Возможно, кому-то из читателей дата в конце рассказа покажется малозначимой, касающейся лишь частного случая в судьбе повествователя. Однако для Иржи Кратохвила, как и для многих его соотечественников, эта дата стала роковой, разделившей жизнь на «до» и «после». В ночь с 21 на 22 августа 1968 года в Чехословакию были введены войска Восточного блока, и на долгое двадцатилетие в стране установился режим, мягко названный «нормализацией». Как обычно, в основном пострадала интеллигенция, прежде всего творческая. Это «вражье племя», виновное во всех вольностях Пражской весны, отправили на перевоспитание — на заводы, в кочегарки, в сельские кооперативы. Писателям пришлось особенно лихо: одни эмигрировали (Кундера, Шкворецкий, Мнячко), другие угодили за решетку (Вацлав Гавел), а на кое-кого был наложен запрет на профессию. Иржи Кратохвил, успевший в «золотые шестидесятые» войти в большую литературу своими рассказами, тоже был зачислен в разряд запрещенных авторов. Зарабатывая на хлеб рабочим на заводе, кочегаром в котельной, сторожем на птицеферме, он, однако, продолжал публиковаться в самиздатовских и эмигрантских журналах, каких в ту пору было множество. Возможно, именно тогда он и пристрастился к мистификации, как к литературному жанру.
Из нашей переписки:
Как-то я задумал сыграть шутку с официальной литературой, то есть попробовать то, что очаровывало меня с давних пор: мистификационная игра. Моя добрая знакомая Вера Кипрова предоставила мне свое имя, и я в конце 70-х опубликовал в журналах «Младу свет», «Ровност» и «Свет праце» несколько стишков с определенным умыслом: ввести в официоз лирику «экзальтированной барышни, раздираемой любовными страстями»… Это была «девичья любовная поэзия», а точнее пародия на нее… Так что в «Смерти царя Кандавла» я использовал собственный опыт…
И другой пример из нашей переписки:
К моему роману «Обещание» (2009) можно было дать подзаголовок «Дань уважения Владимиру Набокову». Набоков — мой любимый автор, и в романе он присутствует своими письмами к чешскому архитектору Модрачеку, чьи поступки, продиктованные его желанием мстить, навеяны рассказом русского классика «Здесь говорят по-русски»… В письмах Набокова все упоминания о матери, жене, сыне с фактической стороны абсолютно достоверны. Как известно, его мать умерла в Праге и была привязана к ней столь же сильно, как и к Петрограду. Хотя эти письма — чистая мистификация, я уверен, что они понравились бы Набокову, ибо мистификация — одно из тех литературных чудес, которые он безмерно любил. И если Вы не раскроете этой мистификации и письма Набокова представите русскому читателю, как подлинные, — я думаю, это совпало бы с его намерениями…

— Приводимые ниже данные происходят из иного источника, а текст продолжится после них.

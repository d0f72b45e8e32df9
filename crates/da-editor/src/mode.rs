//! Interaction modes and the toolbar state they start in.
//!
//! A mode is a coarse restriction chosen by the host page; the toolbar is
//! what the user is doing right now. Exactly one toolbar flag is raised after
//! the first transition, enforced by [`ToolbarFlags::set_only`].

/// Host-selected restriction on which toolbars are offered.
#[derive(Debug, Clone, Copy, PartialEq, Eq, Default)]
pub enum InteractionMode {
    #[default]
    Full,
    Stamping,
    Drawing,
}

impl InteractionMode {
    /// Parse a host string. Anything unrecognized is `Full`.
    pub fn from_name(name: &str) -> Self {
        match name.trim() {
            "stamping" => Self::Stamping,
            "drawing" => Self::Drawing,
            _ => Self::Full,
        }
    }

    pub fn name(self) -> &'static str {
        match self {
            Self::Full => "full",
            Self::Stamping => "stamping",
            Self::Drawing => "drawing",
        }
    }

    /// The toolbar a mode switches to when it is entered.
    pub fn default_toolbar(self) -> Toolbar {
        match self {
            Self::Stamping => Toolbar::Stamps,
            Self::Drawing => Toolbar::Drawing,
            Self::Full => Toolbar::Selection,
        }
    }

    /// Whether the UI should offer `toolbar` in this mode. Advisory only.
    pub fn reaches(self, toolbar: Toolbar) -> bool {
        match self {
            Self::Full => true,
            Self::Stamping => toolbar == Toolbar::Stamps,
            Self::Drawing => toolbar == Toolbar::Drawing,
        }
    }
}

/// Active tool category.
#[derive(Debug, Clone, Copy, PartialEq, Eq, Hash)]
pub enum Toolbar {
    Selection,
    Drawing,
    Text,
    Shapes,
    Stamps,
}

impl Toolbar {
    pub const ALL: [Toolbar; 5] = [
        Toolbar::Selection,
        Toolbar::Drawing,
        Toolbar::Text,
        Toolbar::Shapes,
        Toolbar::Stamps,
    ];

    fn index(self) -> usize {
        match self {
            Toolbar::Selection => 0,
            Toolbar::Drawing => 1,
            Toolbar::Text => 2,
            Toolbar::Shapes => 3,
            Toolbar::Stamps => 4,
        }
    }

    /// Pointer-up on this toolbar goes through object generation.
    pub fn generates_objects(self) -> bool {
        matches!(self, Toolbar::Text | Toolbar::Shapes | Toolbar::Stamps)
    }
}

/// Per-toolbar "selected" flags as shown by the toolbar buttons.
#[derive(Debug, Clone, Copy, PartialEq, Eq, Default)]
pub struct ToolbarFlags([bool; 5]);

impl ToolbarFlags {
    /// Lower every flag, then raise `toolbar`'s.
    pub fn set_only(&mut self, toolbar: Toolbar) {
        self.0 = [false; 5];
        self.0[toolbar.index()] = true;
    }

    pub fn is_selected(&self, toolbar: Toolbar) -> bool {
        self.0[toolbar.index()]
    }

    /// The raised toolbar, if any transition has happened yet.
    pub fn current(&self) -> Option<Toolbar> {
        Toolbar::ALL.into_iter().find(|t| self.is_selected(*t))
    }

    /// Number of raised flags.
    pub fn count(&self) -> usize {
        self.0.iter().filter(|f| **f).count()
    }
}

#[cfg(test)]
mod tests {
    use super::*;

    #[test]
    fn unknown_mode_names_are_full() {
        assert_eq!(InteractionMode::from_name("stamping"), InteractionMode::Stamping);
        assert_eq!(InteractionMode::from_name("drawing"), InteractionMode::Drawing);
        assert_eq!(InteractionMode::from_name("full"), InteractionMode::Full);
        assert_eq!(InteractionMode::from_name("Stamping"), InteractionMode::Full);
        assert_eq!(InteractionMode::from_name(""), InteractionMode::Full);
    }

    #[test]
    fn default_toolbars() {
        assert_eq!(InteractionMode::Stamping.default_toolbar(), Toolbar::Stamps);
        assert_eq!(InteractionMode::Drawing.default_toolbar(), Toolbar::Drawing);
        assert_eq!(InteractionMode::Full.default_toolbar(), Toolbar::Selection);
    }

    #[test]
    fn reachable_toolbars() {
        assert!(Toolbar::ALL.iter().all(|t| InteractionMode::Full.reaches(*t)));
        assert!(InteractionMode::Stamping.reaches(Toolbar::Stamps));
        assert!(!InteractionMode::Stamping.reaches(Toolbar::Text));
        assert!(!InteractionMode::Drawing.reaches(Toolbar::Shapes));
    }

    #[test]
    fn exactly_one_flag_after_transitions() {
        let mut flags = ToolbarFlags::default();
        assert_eq!(flags.count(), 0);
        assert_eq!(flags.current(), None);

        for toolbar in [Toolbar::Shapes, Toolbar::Text, Toolbar::Shapes, Toolbar::Selection] {
            flags.set_only(toolbar);
            assert_eq!(flags.count(), 1);
            assert!(flags.is_selected(toolbar));
            assert_eq!(flags.current(), Some(toolbar));
        }
    }
}
use std::collections::BTreeSet;

use crate::{
    format::ClauseFile,
    peg::{Board, Fluent, Hole, Jump, Move, SymbolTable},
    Clause, Cnf, Lit, Var,
};

/// The planning problem of a board as a formula, with the meaning of its variables.
#[derive(Debug, Clone)]
pub struct Encoding {
    pub cnf: Cnf,
    pub symbols: SymbolTable,
}

impl Encoding {
    /// The clause file: the formula, then the symbol table as payload.
    pub fn into_clause_file(self) -> ClauseFile {
        let aux = self.symbols.to_string();
        ClauseFile::new(self.cnf, aux)
    }
}

struct Encoder<'a> {
    board: &'a Board,
    symbols: SymbolTable,
    cnf: Cnf,
}

impl Encoder<'_> {
    fn peg(&mut self, hole: Hole, time: u32) -> Var {
        self.symbols.insert(Fluent::Peg { hole, time })
    }

    fn jump(&mut self, mv: Move, time: u32) -> Var {
        self.symbols.insert(Fluent::Jump(Jump { mv, time }))
    }

    fn push(&mut self, lits: impl IntoIterator<Item = Lit>) {
        self.cnf.add_clause(lits.into_iter().collect::<Clause>());
    }

    // jumps happen at 1..=n-2, pegs exist at 1..=n-1
    fn jump_times(&self) -> std::ops::RangeInclusive<u32> {
        1..=self.board.hole_count().saturating_sub(2)
    }

    fn last_time(&self) -> u32 {
        self.board.hole_count() - 1
    }

    // every jump, row by row, each row's jumps time by time
    fn jumps(&self) -> Vec<(Move, u32)> {
        let moves = self.board.moves();
        let mut jumps = vec![];
        for row in moves.chunks(2) {
            for time in self.jump_times() {
                jumps.extend(row.iter().map(|&mv| (mv, time)));
            }
        }
        jumps
    }

    fn number_fluents(&mut self) {
        for (mv, time) in self.jumps() {
            self.jump(mv, time);
        }
        for time in 1..=self.last_time() {
            for hole in self.board.holes() {
                self.peg(hole, time);
            }
        }
    }

    // a jump needs pegs at from and over and a free to, and swaps all three
    fn preconditions_and_effects(&mut self) {
        for (mv, t) in self.jumps() {
            let jump = !self.jump(mv, t).lit(true);
            let facts = [
                (mv.from, t, true),
                (mv.over, t, true),
                (mv.to, t, false),
                (mv.from, t + 1, false),
                (mv.over, t + 1, false),
                (mv.to, t + 1, true),
            ];
            for (hole, time, value) in facts {
                let peg = self.peg(hole, time).lit(value);
                self.push([jump, peg]);
            }
        }
    }

    // a hole only changes when a jump at that time touches it
    fn frame_axioms(&mut self) {
        for hole in self.board.holes() {
            let vacating = self.board.vacating(hole);
            let filling = self.board.filling(hole);
            for t in self.jump_times() {
                if !vacating.is_empty() {
                    let mut clause = vec![
                        self.peg(hole, t).lit(false),
                        self.peg(hole, t + 1).lit(true),
                    ];
                    for &mv in &vacating {
                        clause.push(self.jump(mv, t).lit(true));
                    }
                    self.push(clause);
                }
                if !filling.is_empty() {
                    let mut clause = vec![
                        self.peg(hole, t).lit(true),
                        self.peg(hole, t + 1).lit(false),
                    ];
                    for &mv in &filling {
                        clause.push(self.jump(mv, t).lit(true));
                    }
                    self.push(clause);
                }
            }
        }
    }

    // at most one jump per time step
    fn one_action(&mut self) {
        let moves = self.board.moves();
        let mut pairs = BTreeSet::new();
        for t in self.jump_times() {
            let vars: Vec<Var> = moves.iter().map(|&mv| self.jump(mv, t)).collect();
            for (i, &a) in vars.iter().enumerate() {
                for &b in &vars[i + 1..] {
                    pairs.insert((a.min(b), a.max(b)));
                }
            }
        }
        for (a, b) in pairs {
            self.push([a.lit(false), b.lit(false)]);
        }
    }

    fn initial_state(&mut self) {
        let empty = self.board.empty();
        let lit = self.peg(empty, 1).lit(false);
        self.push([lit]);
        for hole in self.board.holes().filter(|&hole| hole != empty) {
            let lit = self.peg(hole, 1).lit(true);
            self.push([lit]);
        }
    }

    // exactly one peg is left at the end
    fn goal_state(&mut self) {
        let last = self.last_time();
        let holes: Vec<Hole> = self.board.holes().collect();
        let pegs: Vec<Var> = holes.iter().map(|&hole| self.peg(hole, last)).collect();
        self.push(pegs.iter().map(|var| var.lit(true)));
        for (i, &a) in pegs.iter().enumerate() {
            for &b in &pegs[i + 1..] {
                self.push([a.lit(false), b.lit(false)]);
            }
        }
    }
}

/// Encodes the board as a planning problem of `hole_count - 2` time steps ending with a single
/// peg.
pub fn encode(board: &Board) -> Encoding {
    let mut encoder = Encoder {
        board,
        symbols: SymbolTable::new(),
        cnf: Cnf::new(),
    };
    encoder.number_fluents();
    let num_fluents = encoder.symbols.len();

    encoder.preconditions_and_effects();
    encoder.frame_axioms();
    encoder.one_action();
    encoder.initial_state();
    encoder.goal_state();
    debug_assert_eq!(encoder.symbols.len(), num_fluents);

    log::info!(
        "encoded {} holes and {} rows: {} fluents, {} clauses",
        board.hole_count(),
        board.num_rows(),
        num_fluents,
        encoder.cnf.num_clause()
    );
    Encoding {
        cnf: encoder.cnf,
        symbols: encoder.symbols,
    }
}

#[cfg(test)]
mod tests {
    use super::*;
    use crate::peg::Puzzle;

    fn board(text: &str) -> Board {
        Board::new(&text.parse::<Puzzle>().unwrap()).unwrap()
    }

    fn var_of(encoding: &Encoding, name: &str) -> i32 {
        let fluent: Fluent = name.parse().unwrap();
        encoding.symbols.var(&fluent).unwrap().id() as i32
    }

    #[test]
    fn numbering_jumps_then_pegs() {
        let encoding = encode(&board("3 3\n1 2 3\n"));
        let names: Vec<String> = encoding
            .symbols
            .iter()
            .map(|(_, f)| f.to_string())
            .collect();
        assert_eq!(
            names,
            vec![
                "Jump(1,2,3,1)",
                "Jump(3,2,1,1)",
                "Peg(1,1)",
                "Peg(2,1)",
                "Peg(3,1)",
                "Peg(1,2)",
                "Peg(2,2)",
                "Peg(3,2)",
            ]
        );
    }

    #[test]
    fn three_hole_line() {
        let encoding = encode(&board("3 3\n1 2 3\n"));
        let v = |name: &str| var_of(&encoding, name);
        let j = v("Jump(1,2,3,1)");
        let clauses = encoding.cnf.clauses();

        // six precondition/effect clauses per jump
        assert_eq!(clauses[0], Clause::from(vec![-j, v("Peg(1,1)")]));
        assert_eq!(clauses[2], Clause::from(vec![-j, -v("Peg(3,1)")]));
        assert_eq!(clauses[5], Clause::from(vec![-j, v("Peg(3,2)")]));

        // frame axioms of hole 1: vacated by Jump(1,2,3), filled by Jump(3,2,1)
        assert_eq!(
            clauses[12],
            Clause::from(vec![-v("Peg(1,1)"), v("Peg(1,2)"), j])
        );
        assert_eq!(
            clauses[13],
            Clause::from(vec![v("Peg(1,1)"), -v("Peg(1,2)"), v("Jump(3,2,1,1)")])
        );

        let cnf = &encoding.cnf;
        let units: Vec<i32> = cnf.units().into_iter().map(Lit::to_dimacs).collect();
        assert_eq!(units, vec![-v("Peg(3,1)"), v("Peg(1,1)"), v("Peg(2,1)")]);
        assert!(cnf
            .clauses()
            .contains(&Clause::from(vec![-j, -v("Jump(3,2,1,1)")])));
        assert!(cnf
            .clauses()
            .contains(&Clause::from(vec![v("Peg(1,2)"), v("Peg(2,2)"), v("Peg(3,2)")])));
    }

    #[test]
    fn clause_counts() {
        // 3 holes, 1 row, 1 jump time:
        // 12 precondition, 2 + 1 + 2 frame (hole 2 is never filled), 1 mutex,
        // 3 initial, 1 + 3 goal
        let encoding = encode(&board("3 3\n1 2 3\n"));
        assert_eq!(encoding.cnf.num_clause(), 12 + 5 + 1 + 3 + 4);
        assert_eq!(encoding.symbols.len(), 8);
    }

    #[test]
    fn payload_is_symbol_table() {
        let file = encode(&board("3 3\n1 2 3\n")).into_clause_file();
        assert!(file.aux.starts_with("1 Jump(1,2,3,1)\n2 Jump(3,2,1,1)\n3 Peg(1,1)\n"));
        let text = file.to_string();
        assert_eq!(ClauseFile::parse(&text).unwrap(), file);
    }
}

Тут, пожалуй, уместно представить одну шутливую мистификацию Кратохвила и показать, как он работает с этим жанром. Читатели журнала, вероятно, знакомы с творчеством Милана Кундеры, чьи самые значительные романы («Невыносимая легкость бытия», «Шутка», «Бессмертие») с 1990 года печатались в журнале целиком, а остальные — в отрывках. Издательство «Азбука» в прошлом году выпустило четырехтомное Собрание сочинений Кундеры, куда вошли все десять его романов. А вот одиннадцатый роман Кундеры уже написал его друг и большой почитатель Иржи Кратохвил в жанре дружеской пародии или, можно сказать, иронической мистификации, которая немало позабавила живого классика.